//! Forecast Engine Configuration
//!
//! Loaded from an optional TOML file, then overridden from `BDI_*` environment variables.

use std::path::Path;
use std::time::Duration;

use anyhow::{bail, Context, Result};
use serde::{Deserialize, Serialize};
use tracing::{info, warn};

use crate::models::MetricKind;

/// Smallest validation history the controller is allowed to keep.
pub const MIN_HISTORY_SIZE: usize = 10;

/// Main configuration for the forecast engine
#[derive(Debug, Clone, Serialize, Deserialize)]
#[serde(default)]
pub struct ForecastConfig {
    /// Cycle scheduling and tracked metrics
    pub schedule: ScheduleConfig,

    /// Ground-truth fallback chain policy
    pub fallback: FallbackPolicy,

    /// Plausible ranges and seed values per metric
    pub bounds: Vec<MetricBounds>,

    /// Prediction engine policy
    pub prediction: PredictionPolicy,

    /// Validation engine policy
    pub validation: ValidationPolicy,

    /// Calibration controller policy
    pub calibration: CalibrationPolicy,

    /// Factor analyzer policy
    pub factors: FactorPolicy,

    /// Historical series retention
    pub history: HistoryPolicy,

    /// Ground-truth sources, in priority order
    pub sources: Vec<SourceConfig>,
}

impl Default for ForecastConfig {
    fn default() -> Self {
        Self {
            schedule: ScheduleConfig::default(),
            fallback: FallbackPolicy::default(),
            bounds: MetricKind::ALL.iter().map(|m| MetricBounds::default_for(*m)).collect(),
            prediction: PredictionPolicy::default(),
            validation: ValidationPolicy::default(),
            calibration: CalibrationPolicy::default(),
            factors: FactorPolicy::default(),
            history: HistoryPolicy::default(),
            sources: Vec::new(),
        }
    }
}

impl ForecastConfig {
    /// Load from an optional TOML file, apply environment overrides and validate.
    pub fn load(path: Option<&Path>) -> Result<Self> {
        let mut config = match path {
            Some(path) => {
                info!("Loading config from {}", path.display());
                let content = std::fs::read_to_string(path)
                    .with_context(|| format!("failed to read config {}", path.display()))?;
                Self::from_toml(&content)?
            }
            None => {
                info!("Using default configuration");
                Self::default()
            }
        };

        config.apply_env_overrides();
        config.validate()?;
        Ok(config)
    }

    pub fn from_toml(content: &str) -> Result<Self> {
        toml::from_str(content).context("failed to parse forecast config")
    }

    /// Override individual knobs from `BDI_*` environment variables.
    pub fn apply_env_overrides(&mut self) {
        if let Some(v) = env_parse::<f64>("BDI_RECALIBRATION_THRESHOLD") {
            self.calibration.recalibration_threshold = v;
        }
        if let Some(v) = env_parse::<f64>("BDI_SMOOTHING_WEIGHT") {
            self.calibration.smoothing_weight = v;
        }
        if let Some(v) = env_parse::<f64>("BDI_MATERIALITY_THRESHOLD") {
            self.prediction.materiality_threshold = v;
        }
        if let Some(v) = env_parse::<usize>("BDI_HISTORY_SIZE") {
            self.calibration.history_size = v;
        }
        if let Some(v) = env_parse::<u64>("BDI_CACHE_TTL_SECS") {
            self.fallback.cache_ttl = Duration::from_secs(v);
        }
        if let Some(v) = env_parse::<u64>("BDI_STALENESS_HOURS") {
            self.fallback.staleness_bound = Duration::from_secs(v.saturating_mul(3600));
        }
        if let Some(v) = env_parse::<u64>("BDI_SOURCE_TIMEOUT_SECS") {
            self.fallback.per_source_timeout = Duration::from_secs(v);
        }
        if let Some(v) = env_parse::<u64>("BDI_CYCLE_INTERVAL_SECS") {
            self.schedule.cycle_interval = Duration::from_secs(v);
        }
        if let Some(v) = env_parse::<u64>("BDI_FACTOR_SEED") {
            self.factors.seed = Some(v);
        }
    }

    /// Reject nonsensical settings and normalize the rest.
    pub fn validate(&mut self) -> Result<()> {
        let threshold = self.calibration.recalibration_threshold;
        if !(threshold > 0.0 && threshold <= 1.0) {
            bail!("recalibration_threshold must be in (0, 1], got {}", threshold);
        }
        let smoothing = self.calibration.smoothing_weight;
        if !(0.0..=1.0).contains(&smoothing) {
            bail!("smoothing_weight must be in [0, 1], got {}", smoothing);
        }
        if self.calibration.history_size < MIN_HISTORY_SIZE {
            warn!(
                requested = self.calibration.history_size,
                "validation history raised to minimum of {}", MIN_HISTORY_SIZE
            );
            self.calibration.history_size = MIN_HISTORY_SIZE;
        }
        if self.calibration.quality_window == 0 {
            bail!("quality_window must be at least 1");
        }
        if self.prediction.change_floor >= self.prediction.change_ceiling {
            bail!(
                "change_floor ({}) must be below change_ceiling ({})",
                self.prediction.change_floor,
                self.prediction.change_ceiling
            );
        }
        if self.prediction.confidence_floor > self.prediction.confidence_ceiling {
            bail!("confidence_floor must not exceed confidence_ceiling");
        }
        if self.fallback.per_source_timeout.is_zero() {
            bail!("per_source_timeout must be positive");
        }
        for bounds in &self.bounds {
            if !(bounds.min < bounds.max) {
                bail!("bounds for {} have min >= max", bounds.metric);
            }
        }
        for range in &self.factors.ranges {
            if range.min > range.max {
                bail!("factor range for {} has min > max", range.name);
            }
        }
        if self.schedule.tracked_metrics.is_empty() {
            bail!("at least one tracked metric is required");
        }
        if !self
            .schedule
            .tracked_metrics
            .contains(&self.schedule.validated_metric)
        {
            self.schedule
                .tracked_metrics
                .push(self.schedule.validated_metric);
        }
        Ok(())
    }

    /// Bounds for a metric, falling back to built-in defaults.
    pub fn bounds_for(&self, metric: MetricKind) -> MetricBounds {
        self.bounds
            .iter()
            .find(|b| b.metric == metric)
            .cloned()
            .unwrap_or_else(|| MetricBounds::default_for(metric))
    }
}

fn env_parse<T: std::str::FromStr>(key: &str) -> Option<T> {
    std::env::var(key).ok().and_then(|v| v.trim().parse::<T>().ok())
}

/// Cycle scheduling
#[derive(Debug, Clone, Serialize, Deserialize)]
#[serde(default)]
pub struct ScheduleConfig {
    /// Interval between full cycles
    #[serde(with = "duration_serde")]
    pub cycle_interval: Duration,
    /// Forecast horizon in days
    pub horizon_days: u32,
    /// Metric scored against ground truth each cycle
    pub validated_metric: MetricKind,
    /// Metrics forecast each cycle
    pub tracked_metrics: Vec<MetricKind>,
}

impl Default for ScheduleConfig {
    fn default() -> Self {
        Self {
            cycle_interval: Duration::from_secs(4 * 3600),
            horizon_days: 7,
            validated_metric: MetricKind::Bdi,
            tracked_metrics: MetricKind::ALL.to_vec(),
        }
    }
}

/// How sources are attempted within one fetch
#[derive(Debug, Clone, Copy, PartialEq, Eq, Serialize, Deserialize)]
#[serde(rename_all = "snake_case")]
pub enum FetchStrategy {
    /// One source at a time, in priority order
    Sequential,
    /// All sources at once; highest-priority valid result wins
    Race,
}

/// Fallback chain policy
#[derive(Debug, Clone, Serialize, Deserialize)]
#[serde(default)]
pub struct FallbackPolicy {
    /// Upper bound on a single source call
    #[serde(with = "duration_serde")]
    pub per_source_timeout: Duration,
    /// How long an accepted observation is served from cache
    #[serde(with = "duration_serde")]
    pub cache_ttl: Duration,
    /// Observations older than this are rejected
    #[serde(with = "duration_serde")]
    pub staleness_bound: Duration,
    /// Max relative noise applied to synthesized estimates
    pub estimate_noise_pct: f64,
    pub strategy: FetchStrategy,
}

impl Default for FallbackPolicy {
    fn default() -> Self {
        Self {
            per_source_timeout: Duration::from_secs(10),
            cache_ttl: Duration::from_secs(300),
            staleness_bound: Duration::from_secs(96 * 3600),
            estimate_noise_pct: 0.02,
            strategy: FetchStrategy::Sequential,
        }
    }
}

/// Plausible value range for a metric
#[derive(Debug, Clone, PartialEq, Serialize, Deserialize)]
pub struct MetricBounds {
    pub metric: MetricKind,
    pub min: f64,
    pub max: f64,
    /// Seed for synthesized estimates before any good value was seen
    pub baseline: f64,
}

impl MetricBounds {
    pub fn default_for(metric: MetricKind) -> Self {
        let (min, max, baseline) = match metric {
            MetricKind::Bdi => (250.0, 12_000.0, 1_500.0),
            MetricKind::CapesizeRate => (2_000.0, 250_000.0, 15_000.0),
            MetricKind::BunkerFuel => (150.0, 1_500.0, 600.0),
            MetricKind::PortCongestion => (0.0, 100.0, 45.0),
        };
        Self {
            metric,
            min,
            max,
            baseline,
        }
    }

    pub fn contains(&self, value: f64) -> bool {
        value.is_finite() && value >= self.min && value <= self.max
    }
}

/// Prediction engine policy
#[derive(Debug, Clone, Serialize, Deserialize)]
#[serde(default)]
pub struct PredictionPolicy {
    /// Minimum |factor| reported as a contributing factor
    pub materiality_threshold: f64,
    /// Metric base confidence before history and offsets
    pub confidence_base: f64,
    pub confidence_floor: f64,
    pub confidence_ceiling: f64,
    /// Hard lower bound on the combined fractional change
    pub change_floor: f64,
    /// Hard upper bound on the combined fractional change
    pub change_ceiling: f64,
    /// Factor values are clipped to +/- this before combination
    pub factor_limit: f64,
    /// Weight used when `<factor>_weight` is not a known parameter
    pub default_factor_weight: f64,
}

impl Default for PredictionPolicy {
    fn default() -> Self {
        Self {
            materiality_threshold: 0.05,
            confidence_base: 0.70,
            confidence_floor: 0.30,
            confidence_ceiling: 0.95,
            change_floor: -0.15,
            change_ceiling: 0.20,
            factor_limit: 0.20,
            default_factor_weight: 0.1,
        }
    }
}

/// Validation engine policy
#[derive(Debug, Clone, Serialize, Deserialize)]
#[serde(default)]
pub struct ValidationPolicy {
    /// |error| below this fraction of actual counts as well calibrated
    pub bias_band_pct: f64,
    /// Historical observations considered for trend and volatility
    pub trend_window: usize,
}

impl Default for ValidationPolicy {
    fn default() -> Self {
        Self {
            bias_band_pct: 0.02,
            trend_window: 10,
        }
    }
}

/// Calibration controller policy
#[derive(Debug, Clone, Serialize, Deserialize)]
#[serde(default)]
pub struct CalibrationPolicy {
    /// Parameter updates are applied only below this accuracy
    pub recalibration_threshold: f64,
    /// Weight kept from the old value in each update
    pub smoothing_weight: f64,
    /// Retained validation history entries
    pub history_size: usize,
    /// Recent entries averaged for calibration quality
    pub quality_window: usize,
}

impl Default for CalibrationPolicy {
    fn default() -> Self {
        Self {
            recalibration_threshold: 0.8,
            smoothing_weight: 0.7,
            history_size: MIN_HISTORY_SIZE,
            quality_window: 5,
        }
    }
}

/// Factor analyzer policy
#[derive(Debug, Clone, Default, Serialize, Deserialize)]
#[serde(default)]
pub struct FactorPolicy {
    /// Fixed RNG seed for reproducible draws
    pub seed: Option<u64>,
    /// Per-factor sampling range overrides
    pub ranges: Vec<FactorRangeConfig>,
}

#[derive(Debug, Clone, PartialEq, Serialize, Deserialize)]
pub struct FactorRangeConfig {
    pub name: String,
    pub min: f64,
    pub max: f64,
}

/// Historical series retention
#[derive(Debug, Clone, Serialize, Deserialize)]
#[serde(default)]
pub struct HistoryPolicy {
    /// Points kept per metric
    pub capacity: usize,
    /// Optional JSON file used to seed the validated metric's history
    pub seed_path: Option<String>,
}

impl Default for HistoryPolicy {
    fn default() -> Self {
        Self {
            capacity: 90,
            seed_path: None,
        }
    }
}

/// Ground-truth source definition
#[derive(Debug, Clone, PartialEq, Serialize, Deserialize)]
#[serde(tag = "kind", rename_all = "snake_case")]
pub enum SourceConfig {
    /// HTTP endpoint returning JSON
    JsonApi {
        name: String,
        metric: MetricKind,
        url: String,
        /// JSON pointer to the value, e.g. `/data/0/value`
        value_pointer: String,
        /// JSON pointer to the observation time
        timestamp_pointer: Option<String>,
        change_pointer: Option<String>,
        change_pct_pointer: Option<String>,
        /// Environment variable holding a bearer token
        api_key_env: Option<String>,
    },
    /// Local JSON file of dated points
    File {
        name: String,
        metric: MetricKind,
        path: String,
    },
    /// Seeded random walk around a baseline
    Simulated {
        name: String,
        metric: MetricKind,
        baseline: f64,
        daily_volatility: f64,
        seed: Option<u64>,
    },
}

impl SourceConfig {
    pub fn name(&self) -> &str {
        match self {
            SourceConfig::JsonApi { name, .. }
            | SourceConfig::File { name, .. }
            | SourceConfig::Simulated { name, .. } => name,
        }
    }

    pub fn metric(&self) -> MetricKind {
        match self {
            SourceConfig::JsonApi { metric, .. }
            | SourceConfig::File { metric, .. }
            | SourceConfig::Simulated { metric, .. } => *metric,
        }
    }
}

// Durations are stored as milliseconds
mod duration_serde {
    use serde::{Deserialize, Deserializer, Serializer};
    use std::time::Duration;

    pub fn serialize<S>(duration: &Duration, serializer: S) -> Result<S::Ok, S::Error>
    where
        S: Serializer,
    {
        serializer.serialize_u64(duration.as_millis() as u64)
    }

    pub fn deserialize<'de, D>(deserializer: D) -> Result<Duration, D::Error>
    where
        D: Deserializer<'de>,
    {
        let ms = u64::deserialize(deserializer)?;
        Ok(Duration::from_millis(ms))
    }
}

++++++

TASK DETAILS
Scan the data above. Return every line with "factors" in it.

RESULT
    pub factors: FactorPolicy,
            factors: FactorPolicy::default(),
            self.factors.seed = Some(v);
        for range in &self.factors.ranges {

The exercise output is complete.